Quizá para 2026 esté en condiciones de despachar una constelación de unas 50 naves reusables, capaces de conformar una red de transporte, con centros dedistribución y estaciones de servicio.
“Pronto estaremos arrancando un nuevo road de capital, que nos permita llevar adelante todo esto y transformarnos en el proveedor de facto para todo el mercado.
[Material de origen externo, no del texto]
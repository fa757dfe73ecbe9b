//! File-backed learner state: one JSON blob per learner under a directory.

use std::io::ErrorKind;
use std::path::PathBuf;

use tracing::debug;
use tutorquest_core::{StateStore, StoreError};

/// Stores `<dir>/<learner>.json`, replacing it atomically on every save.
#[derive(Debug, Clone)]
pub struct FileStore {
    dir: PathBuf,
}

impl FileStore {
    pub fn new(dir: impl Into<PathBuf>) -> Self {
        Self { dir: dir.into() }
    }

    fn path_for(&self, learner: &str) -> Result<PathBuf, StoreError> {
        validate_learner(learner)?;
        Ok(self.dir.join(format!("{learner}.json")))
    }
}

/// Learner ids become file names: ASCII letters, digits, `-` and `_` only.
pub fn validate_learner(learner: &str) -> Result<(), StoreError> {
    let ok = !learner.is_empty()
        && learner.len() <= 64
        && learner
            .chars()
            .all(|c| c.is_ascii_alphanumeric() || c == '-' || c == '_');
    if ok {
        Ok(())
    } else {
        Err(StoreError::InvalidLearner(learner.to_string()))
    }
}

impl StateStore for FileStore {
    fn load(&self, learner: &str) -> Result<Option<String>, StoreError> {
        let path = self.path_for(learner)?;
        match std::fs::read_to_string(&path) {
            Ok(blob) => {
                debug!(path = %path.display(), bytes = blob.len(), "state loaded");
                Ok(Some(blob))
            }
            Err(e) if e.kind() == ErrorKind::NotFound => Ok(None),
            Err(e) => Err(StoreError::ReadFailed(format!("{}: {e}", path.display()))),
        }
    }

    fn save(&mut self, learner: &str, blob: &str) -> Result<(), StoreError> {
        let path = self.path_for(learner)?;
        let tmp = self.dir.join(format!("{learner}.json.tmp"));
        let write_err = |e: std::io::Error| StoreError::WriteFailed(format!("{}: {e}", path.display()));

        std::fs::create_dir_all(&self.dir).map_err(write_err)?;
        std::fs::write(&tmp, blob).map_err(write_err)?;
        std::fs::rename(&tmp, &path).map_err(write_err)?;
        debug!(path = %path.display(), bytes = blob.len(), "state saved");
        Ok(())
    }

    fn delete(&mut self, learner: &str) -> Result<bool, StoreError> {
        let path = self.path_for(learner)?;
        match std::fs::remove_file(&path) {
            Ok(()) => Ok(true),
            Err(e) if e.kind() == ErrorKind::NotFound => Ok(false),
            Err(e) => Err(StoreError::WriteFailed(format!("{}: {e}", path.display()))),
        }
    }
}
Queremos ser el SpaceX del transporte orbital“, no teme a caer en lo absurdo ni apecar de inocente.
¿Será capaz de simplificar un reto tan complejo? ¿Habrá visto cosas que nunca hubiéramos podido imaginar? ¿Podrá haber atravesado la distancia entre el sueño de un adolescente y un punto de inflexión en la historia de la industria aeroespacial? ¿O todo se perderá en el tiempo?
En la entrevista exclusiva que ofreció a iProUP, en un bar histórico del barrio porteño de Recoleta, no tuvo dudas en contestar que tiene la oportunidad y por lo tanto, subrayó, la responsabilidad de hacerlo.